## Problem requirements
Write each entry out again exactly, with nothing omitted.

## Data for analysis
++++++

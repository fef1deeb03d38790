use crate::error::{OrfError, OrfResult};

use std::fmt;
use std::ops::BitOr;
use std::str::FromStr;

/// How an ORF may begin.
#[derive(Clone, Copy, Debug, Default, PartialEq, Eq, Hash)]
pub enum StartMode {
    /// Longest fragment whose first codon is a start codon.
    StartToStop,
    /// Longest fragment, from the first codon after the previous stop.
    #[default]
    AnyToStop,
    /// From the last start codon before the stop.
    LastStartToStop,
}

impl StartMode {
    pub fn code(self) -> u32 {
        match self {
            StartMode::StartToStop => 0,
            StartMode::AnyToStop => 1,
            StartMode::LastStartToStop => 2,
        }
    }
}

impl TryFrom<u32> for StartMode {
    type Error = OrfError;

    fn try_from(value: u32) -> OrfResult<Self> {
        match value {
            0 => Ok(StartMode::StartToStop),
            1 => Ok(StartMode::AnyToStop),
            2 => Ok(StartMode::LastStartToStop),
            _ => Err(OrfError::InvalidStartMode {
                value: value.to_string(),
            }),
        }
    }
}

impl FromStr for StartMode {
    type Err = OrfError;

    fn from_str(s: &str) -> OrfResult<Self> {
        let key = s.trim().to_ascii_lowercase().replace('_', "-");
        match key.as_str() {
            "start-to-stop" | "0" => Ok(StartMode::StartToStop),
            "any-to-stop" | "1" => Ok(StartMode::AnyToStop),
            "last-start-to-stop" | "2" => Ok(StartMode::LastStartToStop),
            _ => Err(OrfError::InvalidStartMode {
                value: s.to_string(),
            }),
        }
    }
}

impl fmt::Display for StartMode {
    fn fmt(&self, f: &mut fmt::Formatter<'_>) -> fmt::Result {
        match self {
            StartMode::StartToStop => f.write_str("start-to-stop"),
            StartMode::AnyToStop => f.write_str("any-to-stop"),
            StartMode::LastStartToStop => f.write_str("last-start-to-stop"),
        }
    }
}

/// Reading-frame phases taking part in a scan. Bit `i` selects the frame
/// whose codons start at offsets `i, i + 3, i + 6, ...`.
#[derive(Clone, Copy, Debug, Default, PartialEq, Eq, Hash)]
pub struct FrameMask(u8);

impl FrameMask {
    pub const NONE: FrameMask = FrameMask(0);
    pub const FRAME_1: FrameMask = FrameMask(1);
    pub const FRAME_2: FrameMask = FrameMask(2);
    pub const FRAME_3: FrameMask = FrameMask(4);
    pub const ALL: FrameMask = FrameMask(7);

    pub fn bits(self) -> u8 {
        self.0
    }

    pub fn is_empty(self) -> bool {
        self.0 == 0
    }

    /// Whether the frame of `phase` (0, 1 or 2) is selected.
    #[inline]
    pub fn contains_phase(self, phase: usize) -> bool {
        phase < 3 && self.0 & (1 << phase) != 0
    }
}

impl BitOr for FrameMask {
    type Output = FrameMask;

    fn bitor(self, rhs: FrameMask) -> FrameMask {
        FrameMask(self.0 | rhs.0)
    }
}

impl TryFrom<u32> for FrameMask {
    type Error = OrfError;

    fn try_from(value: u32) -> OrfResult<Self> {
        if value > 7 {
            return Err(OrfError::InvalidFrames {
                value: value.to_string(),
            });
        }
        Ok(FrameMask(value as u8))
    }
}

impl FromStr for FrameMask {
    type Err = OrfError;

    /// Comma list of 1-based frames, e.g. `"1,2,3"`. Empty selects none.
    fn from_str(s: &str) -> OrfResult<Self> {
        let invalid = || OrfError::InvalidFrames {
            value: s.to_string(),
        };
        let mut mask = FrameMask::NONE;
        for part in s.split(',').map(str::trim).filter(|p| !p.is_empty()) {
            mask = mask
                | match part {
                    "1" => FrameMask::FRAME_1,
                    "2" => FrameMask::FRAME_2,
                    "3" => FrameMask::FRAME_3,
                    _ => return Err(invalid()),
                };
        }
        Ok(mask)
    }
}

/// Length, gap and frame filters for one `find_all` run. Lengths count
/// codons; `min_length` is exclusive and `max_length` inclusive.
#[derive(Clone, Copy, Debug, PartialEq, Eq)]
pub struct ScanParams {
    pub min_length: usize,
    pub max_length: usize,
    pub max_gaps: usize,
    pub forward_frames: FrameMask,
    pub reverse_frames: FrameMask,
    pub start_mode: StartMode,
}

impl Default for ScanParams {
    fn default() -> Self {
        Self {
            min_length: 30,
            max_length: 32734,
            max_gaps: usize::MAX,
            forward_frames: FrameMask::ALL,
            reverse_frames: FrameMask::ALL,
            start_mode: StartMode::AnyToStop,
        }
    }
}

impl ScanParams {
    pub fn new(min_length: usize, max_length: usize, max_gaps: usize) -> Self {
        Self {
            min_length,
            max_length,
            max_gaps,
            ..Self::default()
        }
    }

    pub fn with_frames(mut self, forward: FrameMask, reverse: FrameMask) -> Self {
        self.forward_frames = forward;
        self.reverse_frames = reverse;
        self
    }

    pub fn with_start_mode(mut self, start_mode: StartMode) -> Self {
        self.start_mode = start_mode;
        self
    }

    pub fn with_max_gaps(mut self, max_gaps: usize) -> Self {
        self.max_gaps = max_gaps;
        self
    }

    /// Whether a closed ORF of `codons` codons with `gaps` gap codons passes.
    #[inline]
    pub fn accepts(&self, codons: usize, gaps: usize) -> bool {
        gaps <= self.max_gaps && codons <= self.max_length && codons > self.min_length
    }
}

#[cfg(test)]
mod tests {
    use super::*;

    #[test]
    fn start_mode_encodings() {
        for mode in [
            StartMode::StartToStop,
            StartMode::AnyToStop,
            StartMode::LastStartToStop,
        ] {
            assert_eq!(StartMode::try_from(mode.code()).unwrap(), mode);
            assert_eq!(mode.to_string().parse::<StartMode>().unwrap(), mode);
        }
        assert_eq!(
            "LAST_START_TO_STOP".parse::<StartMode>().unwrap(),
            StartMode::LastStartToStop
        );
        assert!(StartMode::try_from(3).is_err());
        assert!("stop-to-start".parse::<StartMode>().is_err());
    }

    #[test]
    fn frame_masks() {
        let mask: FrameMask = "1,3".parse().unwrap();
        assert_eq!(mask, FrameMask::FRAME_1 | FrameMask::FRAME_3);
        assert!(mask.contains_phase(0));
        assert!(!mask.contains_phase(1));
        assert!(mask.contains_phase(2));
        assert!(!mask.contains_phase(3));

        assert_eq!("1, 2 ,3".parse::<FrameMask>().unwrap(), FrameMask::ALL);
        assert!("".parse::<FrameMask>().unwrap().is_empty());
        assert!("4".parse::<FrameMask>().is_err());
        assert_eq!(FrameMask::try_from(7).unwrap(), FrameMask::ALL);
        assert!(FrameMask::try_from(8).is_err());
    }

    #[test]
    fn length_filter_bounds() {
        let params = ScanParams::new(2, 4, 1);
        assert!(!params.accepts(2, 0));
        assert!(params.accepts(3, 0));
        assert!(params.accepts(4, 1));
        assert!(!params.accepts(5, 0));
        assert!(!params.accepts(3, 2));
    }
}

++++++

## Final answer
repository fef1deeb03d38790
use crate::error::{OrfError, OrfResult};

use std::fmt;
use std::ops::BitOr;
use std::str::FromStr;

/// How an ORF may begin.
#[derive(Clone, Copy, Debug, Default, PartialEq, Eq, Hash)]
pub enum StartMode {
    /// Longest fragment whose first codon is a start codon.
    StartToStop,
    /// Longest fragment, from the first codon after the previous stop.
    #[default]
    AnyToStop,
    /// From the last start codon before the stop.
    LastStartToStop,
}

impl StartMode {
    pub fn code(self) -> u32 {
        match self {
            StartMode::StartToStop => 0,
            StartMode::AnyToStop => 1,
            StartMode::LastStartToStop => 2,
        }
    }
}

impl TryFrom<u32> for StartMode {
    type Error = OrfError;

    fn try_from(value: u32) -> OrfResult<Self> {
        match value {
            0 => Ok(StartMode::StartToStop),
            1 => Ok(StartMode::AnyToStop),
            2 => Ok(StartMode::LastStartToStop),
            _ => Err(OrfError::InvalidStartMode {
                value: value.to_string(),
            }),
        }
    }
}

impl FromStr for StartMode {
    type Err = OrfError;

    fn from_str(s: &str) -> OrfResult<Self> {
        let key = s.trim().to_ascii_lowercase().replace('_', "-");
        match key.as_str() {
            "start-to-stop" | "0" => Ok(StartMode::StartToStop),
            "any-to-stop" | "1" => Ok(StartMode::AnyToStop),
            "last-start-to-stop" | "2" => Ok(StartMode::LastStartToStop),
            _ => Err(OrfError::InvalidStartMode {
                value: s.to_string(),
            }),
        }
    }
}

impl fmt::Display for StartMode {
    fn fmt(&self, f: &mut fmt::Formatter<'_>) -> fmt::Result {
        match self {
            StartMode::StartToStop => f.write_str("start-to-stop"),
            StartMode::AnyToStop => f.write_str("any-to-stop"),
            StartMode::LastStartToStop => f.write_str("last-start-to-stop"),
        }
    }
}

/// Reading-frame phases taking part in a scan. Bit `i` selects the frame
/// whose codons start at offsets `i, i + 3, i + 6, ...`.
#[derive(Clone, Copy, Debug, Default, PartialEq, Eq, Hash)]
pub struct FrameMask(u8);

impl FrameMask {
    pub const NONE: FrameMask = FrameMask(0);
    pub const FRAME_1: FrameMask = FrameMask(1);
    pub const FRAME_2: FrameMask = FrameMask(2);
    pub const FRAME_3: FrameMask = FrameMask(4);
    pub const ALL: FrameMask = FrameMask(7);

    pub fn bits(self) -> u8 {
        self.0
    }

    pub fn is_empty(self) -> bool {
        self.0 == 0
    }

    /// Whether the frame of `phase` (0, 1 or 2) is selected.
    #[inline]
    pub fn contains_phase(self, phase: usize) -> bool {
        phase < 3 && self.0 & (1 << phase) != 0
    }
}

impl BitOr for FrameMask {
    type Output = FrameMask;

    fn bitor(self, rhs: FrameMask) -> FrameMask {
        FrameMask(self.0 | rhs.0)
    }
}

impl TryFrom<u32> for FrameMask {
    type Error = OrfError;

    fn try_from(value: u32) -> OrfResult<Self> {
        if value > 7 {
            return Err(OrfError::InvalidFrames {
                value: value.to_string(),
            });
        }
        Ok(FrameMask(value as u8))
    }
}

impl FromStr for FrameMask {
    type Err = OrfError;

    /// Comma list of 1-based frames, e.g. `"1,2,3"`. Empty selects none.
    fn from_str(s: &str) -> OrfResult<Self> {
        let invalid = || OrfError::InvalidFrames {
            value: s.to_string(),
        };
        let mut mask = FrameMask::NONE;
        for part in s.split(',').map(str::trim).filter(|p| !p.is_empty()) {
            mask = mask
                | match part {
                    "1" => FrameMask::FRAME_1,
                    "2" => FrameMask::FRAME_2,
                    "3" => FrameMask::FRAME_3,
                    _ => return Err(invalid()),
                };
        }
        Ok(mask)
    }
}

/// Length, gap and frame filters for one `find_all` run. Lengths count
/// codons; `min_length` is exclusive and `max_length` inclusive.
#[derive(Clone, Copy, Debug, PartialEq, Eq)]
pub struct ScanParams {
    pub min_length: usize,
    pub max_length: usize,
    pub max_gaps: usize,
    pub forward_frames: FrameMask,
    pub reverse_frames: FrameMask,
    pub start_mode: StartMode,
}

impl Default for ScanParams {
    fn default() -> Self {
        Self {
            min_length: 30,
            max_length: 32734,
            max_gaps: usize::MAX,
            forward_frames: FrameMask::ALL,
            reverse_frames: FrameMask::ALL,
            start_mode: StartMode::AnyToStop,
        }
    }
}

impl ScanParams {
    pub fn new(min_length: usize, max_length: usize, max_gaps: usize) -> Self {
        Self {
            min_length,
            max_length,
            max_gaps,
            ..Self::default()
        }
    }

    pub fn with_frames(mut self, forward: FrameMask, reverse: FrameMask) -> Self {
        self.forward_frames = forward;
        self.reverse_frames = reverse;
        self
    }

    pub fn with_start_mode(mut self, start_mode: StartMode) -> Self {
        self.start_mode = start_mode;
        self
    }

    pub fn with_max_gaps(mut self, max_gaps: usize) -> Self {
        self.max_gaps = max_gaps;
        self
    }

    /// Whether a closed ORF of `codons` codons with `gaps` gap codons passes.
    #[inline]
    pub fn accepts(&self, codons: usize, gaps: usize) -> bool {
        gaps <= self.max_gaps && codons <= self.max_length && codons > self.min_length
    }
}

#[cfg(test)]
mod tests {
    use super::*;

    #[test]
    fn start_mode_encodings() {
        for mode in [
            StartMode::StartToStop,
            StartMode::AnyToStop,
            StartMode::LastStartToStop,
        ] {
            assert_eq!(StartMode::try_from(mode.code()).unwrap(), mode);
            assert_eq!(mode.to_string().parse::<StartMode>().unwrap(), mode);
        }
        assert_eq!(
            "LAST_START_TO_STOP".parse::<StartMode>().unwrap(),
            StartMode::LastStartToStop
        );
        assert!(StartMode::try_from(3).is_err());
        assert!("stop-to-start".parse::<StartMode>().is_err());
    }

    #[test]
    fn frame_masks() {
        let mask: FrameMask = "1,3".parse().unwrap();
        assert_eq!(mask, FrameMask::FRAME_1 | FrameMask::FRAME_3);
        assert!(mask.contains_phase(0));
        assert!(!mask.contains_phase(1));
        assert!(mask.contains_phase(2));
        assert!(!mask.contains_phase(3));

        assert_eq!("1, 2 ,3".parse::<FrameMask>().unwrap(), FrameMask::ALL);
        assert!("".parse::<FrameMask>().unwrap().is_empty());
        assert!("4".parse::<FrameMask>().is_err());
        assert_eq!(FrameMask::try_from(7).unwrap(), FrameMask::ALL);
        assert!(FrameMask::try_from(8).is_err());
    }

    #[test]
    fn length_filter_bounds() {
        let params = ScanParams::new(2, 4, 1);
        assert!(!params.accepts(2, 0));
        assert!(params.accepts(3, 0));
        assert!(params.accepts(4, 1));
        assert!(!params.accepts(5, 0));
        assert!(!params.accepts(3, 2));
    }
}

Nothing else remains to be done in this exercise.